Created attachment 2616 [details] proposed patch +++ This bug was cloned from Red Hat Bugzilla – Bug 1218351 +++ The new ControlPersist feature undesireably closes fds that are loaded by an adhoc LD_PRELOAD application. Customer would like to be able to remove the ControlPersist feature set by providing a global configuration option. This will allow ssh to act as it did before and not interfere with customer adhoc LD_PRELOAD app. e.g. if( options.controlpersist != 0 ){ closefrom(STDERR_FILENO+1) } How reproducible: Write app that opens some FDS use the export LD_PRELOAD on ssh execution of a scripted session when session exists see if FDS from the LD_PRELOAD app did too Actual results: fds closed Expected results: with ControlPersist disable option, fds from LD_PRELOAD do not close on ssh session close +++ Jakub Jelen +++ This will be probably fixed by checking ControlPersist configuration option and not closing the additional file descriptors if it is disabled. This solution shouldn't have any drawback and should allow users happy hacking. Yes, LD_PRELOAD can be dangerous, but I believe they know what are doing.
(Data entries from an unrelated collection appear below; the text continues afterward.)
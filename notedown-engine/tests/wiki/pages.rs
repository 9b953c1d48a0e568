//! Whole-page wiki imports

use notedown_engine::tree::{attr, name};

use crate::common::{parse_wiki, plain_text, runs};

#[test]
fn full_page_structure() {
    let doc = parse_wiki(
        "== Chapter ==\nplain with **bold** words\n* item one\n\t* nested\n[ open task]\nsee [[Other]] page\nvisit https://zim.example/page\n",
    );
    let runs = runs(&doc);

    assert_eq!(runs[0].text, "Chapter");
    assert_eq!(runs[0].attr(attr::SCALE), Some("h3"));

    let bold = runs
        .iter()
        .find(|r| r.attr(attr::WEIGHT) == Some(attr::HEAVY))
        .expect("bold run");
    assert_eq!(bold.text, "bold");

    let texts: Vec<&str> = runs.iter().map(|r| r.text.as_str()).collect();
    assert!(texts.contains(&"• "));
    assert!(texts.contains(&"\t◇ "));
    assert!(texts.contains(&"☐ open task"));

    assert!(doc.broken_links.contains_key("Other"));

    let link = runs
        .iter()
        .find(|r| r.attr(attr::LINK).is_some())
        .expect("link run");
    assert_eq!(link.text, "https://zim.example/page");
    assert_eq!(link.attr(attr::LINK), Some("webs https://zim.example/page"));

    assert!(plain_text(&doc).contains("plain with bold words\n"));
}

#[test]
fn strike_and_subscript_on_one_line() {
    let doc = parse_wiki("~~old~~ new x_{i}");
    let runs = runs(&doc);

    assert_eq!(runs[0].text, "old");
    assert_eq!(runs[0].attr(attr::STRIKETHROUGH), Some(attr::TRUE_VALUE));

    let sub = runs
        .iter()
        .find(|r| r.attr(attr::SCALE) == Some(attr::SUB))
        .expect("subscript run");
    assert_eq!(sub.text, "i");
}

#[test]
fn blank_lines_survive_as_newlines() {
    let doc = parse_wiki("alpha\n\nbeta\n");
    assert_eq!(plain_text(&doc), "alpha\n\nbeta\n");
}

#[test]
fn image_line_places_anchor_between_text() {
    let doc = parse_wiki("above\n{{./shot.png}}\nbelow\n");
    let runs = runs(&doc);

    let image = runs
        .iter()
        .find(|r| r.name == name::IMAGE)
        .expect("image anchor");
    assert_eq!(image.attr(attr::SOURCE), Some("./shot.png"));
    // "above\n" comes first, the anchor itself is one character wide
    assert_eq!(image.attr(attr::CHAR_OFFSET), Some("6"));
    assert_eq!(plain_text(&doc), "above\n\nbelow\n");
}
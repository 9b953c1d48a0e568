//! Dialect registry for dialect discovery and selection
//!
//! This module provides a centralized registry for all available dialects.
//! Dialects can be registered and retrieved by name.

use std::collections::HashMap;

use crate::config::BuilderConfig;
use crate::dialect::{Dialect, ParsedDocument};
use crate::dialects::markdown::MarkdownDialect;
use crate::dialects::wiki::WikiDialect;
use crate::error::EngineError;

/// Registry of markup dialects
///
/// # Examples
///
/// ```ignore
/// let mut registry = DialectRegistry::new();
/// registry.register(MyDialect);
///
/// let dialect = registry.get("my-dialect")?;
/// let doc = dialect.parse("source text")?;
/// ```
pub struct DialectRegistry {
    dialects: HashMap<String, Box<dyn Dialect>>,
}

impl DialectRegistry {
    /// Create a new empty registry
    pub fn new() -> Self {
        DialectRegistry { dialects: HashMap::new() }
    }

    /// Register a dialect
    ///
    /// If a dialect with the same name already exists, it will be replaced.
    pub fn register<D: Dialect + 'static>(&mut self, dialect: D) {
        self.dialects
            .insert(dialect.name().to_string(), Box::new(dialect));
    }

    /// Get a dialect by name
    pub fn get(&self, name: &str) -> Result<&dyn Dialect, EngineError> {
        self.dialects
            .get(name)
            .map(|d| d.as_ref())
            .ok_or_else(|| EngineError::DialectNotFound(name.to_string()))
    }

    /// Check if a dialect exists
    pub fn has(&self, name: &str) -> bool {
        self.dialects.contains_key(name)
    }

    /// List all available dialect names (sorted)
    pub fn list_dialects(&self) -> Vec<String> {
        let mut names: Vec<_> = self.dialects.keys().cloned().collect();
        names.sort();
        names
    }

    /// Detect dialect from filename based on file extension
    ///
    /// Returns the dialect name if a matching extension is found, or None otherwise.
    pub fn detect_dialect_from_filename(&self, filename: &str) -> Option<String> {
        let extension = std::path::Path::new(filename)
            .extension()
            .and_then(|ext| ext.to_str())?;

        for dialect in self.dialects.values() {
            if dialect.file_extensions().contains(&extension) {
                return Some(dialect.name().to_string());
            }
        }

        None
    }

    /// Parse source text using the specified dialect
    pub fn parse(&self, source: &str, dialect: &str) -> Result<ParsedDocument, EngineError> {
        self.get(dialect)?.parse(source)
    }

    /// Create a registry with the built-in dialects
    pub fn with_defaults(config: &BuilderConfig) -> Result<Self, EngineError> {
        let mut registry = Self::new();
        registry.register(MarkdownDialect::new(config.clone())?);
        registry.register(WikiDialect::new(config.clone())?);
        Ok(registry)
    }
}

impl Default for DialectRegistry {
    fn default() -> Self {
        Self::new()
    }
}
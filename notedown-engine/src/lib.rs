//! Markup import engine for rich-text notebooks
//!
//!     This crate turns lightweight-markup sources (Markdown, zim-style wiki) into
//!     an attributed document tree a notebook application can load. It deliberately
//!     does not render anything: the output is a `root > slot` element tree of
//!     `rich_text` runs plus codebox/table/image anchors.
//!
//!     TLDR: For dialect authors:
//!         - A dialect is a token table plus a driver; the tokenizer, the
//!           token-stream parser and the live matcher are shared machinery.
//!         - Describe your markers as `TokenSchema` rows and map each resolved
//!           region onto `DocumentBuilder` calls in the driver.
//!         - Register the dialect in `DialectRegistry` so hosts can select it by
//!           name or detect it from a filename.
//!
//! Architecture
//!
//!     Input text flows through three stages. `TokenTable::tokenize` splits it
//!     into literal runs and markers (greedy longest match, backslash escapes,
//!     space as a hard run boundary). `TokenTable::parse_tokens` resolves the
//!     marker stream against the schema table with an explicit frame stack, so
//!     nesting, symmetric toggles and raw captures need no recursion through the
//!     grammar. The dialect driver finally walks the resolved regions and feeds
//!     the `DocumentBuilder`.
//!
//!     `TokenMatcher` serves the interactive path: a host editor feeds one
//!     candidate span character by character and applies caret-relative edits,
//!     asking the matcher whether the span still forms a complete token.
//!
//!     This is a pure lib: it powers the notedown CLI but no code here assumes a
//!     shell environment.
//!
//!     The file structure :
//!     .
//!     ├── error.rs
//!     ├── schema.rs               # TokenSchema, ScanMode, TagAction
//!     ├── tokenizer.rs            # TokenTable and the marker scanner
//!     ├── parser.rs               # token-stream resolution
//!     ├── matcher.rs              # incremental per-span matcher
//!     ├── tree.rs                 # output Element tree
//!     ├── builder.rs              # DocumentBuilder
//!     ├── config.rs               # BuilderConfig
//!     ├── dialect.rs              # Dialect trait definition
//!     ├── registry.rs             # DialectRegistry for discovery and selection
//!     └── dialects
//!         ├── markdown.rs
//!         └── wiki.rs

pub mod builder;
pub mod config;
pub mod dialect;
pub mod dialects;
pub mod error;
pub mod matcher;
pub mod parser;
pub mod registry;
pub mod schema;
pub mod tokenizer;
pub mod tree;

pub use builder::DocumentBuilder;
pub use config::BuilderConfig;
pub use dialect::{Dialect, ParsedDocument};
pub use error::EngineError;
pub use matcher::TokenMatcher;
pub use parser::ParsedToken;
pub use registry::DialectRegistry;
pub use schema::{CheckboxState, ScanMode, TagAction, TokenSchema};
pub use tokenizer::{Token, TokenTable};
pub use tree::Element;
//! Wiki dialect driver
//!
//!     Imports zim-style wiki pages. The file carries a metadata header which is
//!     skipped up to and including the `Creation-Date:` line; the body is then
//!     parsed line by line, each line ending in an explicit newline run.

use std::sync::Arc;

use crate::builder::DocumentBuilder;
use crate::config::BuilderConfig;
use crate::dialect::{Dialect, ParsedDocument};
use crate::error::EngineError;
use crate::schema::{CheckboxState, TagAction, TokenSchema};
use crate::tokenizer::TokenTable;

fn token_schemas() -> Vec<TokenSchema> {
    vec![
        TokenSchema::symmetric("**", TagAction::Bold),
        TokenSchema::symmetric("//", TagAction::Italic),
        TokenSchema::symmetric("~~", TagAction::Strikethrough),
        TokenSchema::to_stream_end("\t", TagAction::Indent),
        TokenSchema::to_stream_end("* ", TagAction::Bullet),
        TokenSchema::to_stream_end_raw("http://", TagAction::UrlPrefix("http://")),
        TokenSchema::to_stream_end_raw("https://", TagAction::UrlPrefix("https://")),
        TokenSchema::to_stream_end_raw("==", TagAction::WikiHeading),
        TokenSchema::raw("{{", "}}", TagAction::Image),
        TokenSchema::delimited("[ ", "]", TagAction::Todo(CheckboxState::Unchecked)),
        TokenSchema::delimited("[*", "]", TagAction::Todo(CheckboxState::Ticked)),
        TokenSchema::delimited("[x", "]", TagAction::Todo(CheckboxState::Marked)),
        TokenSchema::delimited("[>", "]", TagAction::Todo(CheckboxState::Marked)),
        TokenSchema::raw("[[", "]]", TagAction::PageLink),
        TokenSchema::symmetric_raw("''", TagAction::Verbatim),
        TokenSchema::raw("^{", "}", TagAction::Superscript),
        TokenSchema::raw("_{", "}", TagAction::Subscript),
    ]
}

/// Zim-style wiki importer
pub struct WikiDialect {
    table: Arc<TokenTable>,
    config: BuilderConfig,
}

impl WikiDialect {
    pub fn new(config: BuilderConfig) -> Result<Self, EngineError> {
        config.validate()?;
        Ok(WikiDialect {
            table: Arc::new(TokenTable::new(token_schemas())),
            config,
        })
    }
}

impl Dialect for WikiDialect {
    fn name(&self) -> &str {
        "wiki"
    }

    fn description(&self) -> &str {
        "Zim-style wiki import"
    }

    fn file_extensions(&self) -> &[&str] {
        &["txt", "wiki"]
    }

    fn token_table(&self) -> &Arc<TokenTable> {
        &self.table
    }

    fn parse(&self, source: &str) -> Result<ParsedDocument, EngineError> {
        let mut lines = source.lines();
        let header_found = lines.any(|line| line.contains("Creation-Date:"));
        if !header_found {
            return Err(EngineError::Structure(
                "wiki page without a Creation-Date header".to_owned(),
            ));
        }
        let mut session = Session {
            builder: DocumentBuilder::new(&self.config)?,
            list_level: 0,
        };
        for line in lines {
            session.parse_line(&self.table, line);
        }
        let (tree, broken_links) = session.builder.into_document();
        Ok(ParsedDocument { tree, broken_links })
    }
}

struct Session {
    builder: DocumentBuilder,
    list_level: usize,
}

impl Session {
    fn parse_line(&mut self, table: &TokenTable, line: &str) {
        let tokens = table.tokenize(line);
        for pair in table.parse_tokens(&tokens) {
            match pair.schema {
                Some(schema) => {
                    self.builder.close_current_tag();
                    self.dispatch(schema.action, &pair.content);
                }
                None => self.builder.add_text(&pair.content, true),
            }
        }
        self.builder.add_newline();
        self.list_level = 0;
    }

    fn dispatch(&mut self, action: TagAction, content: &str) {
        let b = &mut self.builder;
        match action {
            TagAction::Bold => {
                b.add_weight_tag(Some(content));
                b.close_current_tag();
            }
            TagAction::Italic => {
                b.add_italic_tag(Some(content));
                b.close_current_tag();
            }
            TagAction::Strikethrough => {
                b.add_strikethrough_tag(Some(content));
                b.close_current_tag();
            }
            TagAction::Indent => self.list_level += 1,
            TagAction::Bullet => b.add_list(self.list_level, content),
            TagAction::UrlPrefix(prefix) => {
                let url = format!("{prefix}{content}");
                b.add_link(&url);
                b.add_text(&url, true);
            }
            TagAction::WikiHeading => self.add_heading(content),
            TagAction::Image => b.add_image(content.trim()),
            TagAction::Todo(state) => b.add_todo_list(state, content),
            TagAction::PageLink => {
                b.add_broken_link(content);
                b.add_text(content, true);
            }
            TagAction::Superscript => {
                b.add_superscript_tag(Some(content));
                b.close_current_tag();
            }
            TagAction::Subscript => {
                b.add_subscript_tag(Some(content));
                b.close_current_tag();
            }
            TagAction::Verbatim => b.add_text(content, true),
            _ => {
                tracing::debug!(?action, "action not used by the wiki driver");
            }
        }
    }

    /// Heading depth counts down from five with every extra `=` still leading
    /// the captured rest of the line, so `======` comes out h1 and `==` h5.
    /// Anything deeper than the top level is plain text, and everything below
    /// h3 clamps to h3.
    fn add_heading(&mut self, content: &str) {
        let extra = content.chars().take_while(|&c| c == '=').count();
        if extra >= 5 {
            self.builder.add_text(&format!("=={content}"), true);
            return;
        }
        let level = (5 - extra).min(3) as u8;
        let text = content.trim_matches(|c: char| c == '=' || c == ' ');
        self.builder.add_scale_tag(level, Some(text));
        self.builder.close_current_tag();
    }
}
Created attachment 2622 [details] possible solution Sorry. That patch was nonsense. At that time, there is options variable still empty. It would require to take the block under reading configuration files and parsing commandline options. But at that time, there is possible that there is opened -E logfile which we can't close and reopen. This is not a problem with syslog. * We do not open config file until we open log file (which makes sense) * We should close hanging file descriptors before we open log file (which is file descriptor) dependency hell ... This would require some more changes in upstream. Proposing to move this check further and reopen log, if required.
Cleaning up. After realistic consideration I understand that this is not a good idea, it doesn't make much sense and there should be different solution on the other side. Thank you for all your inputs.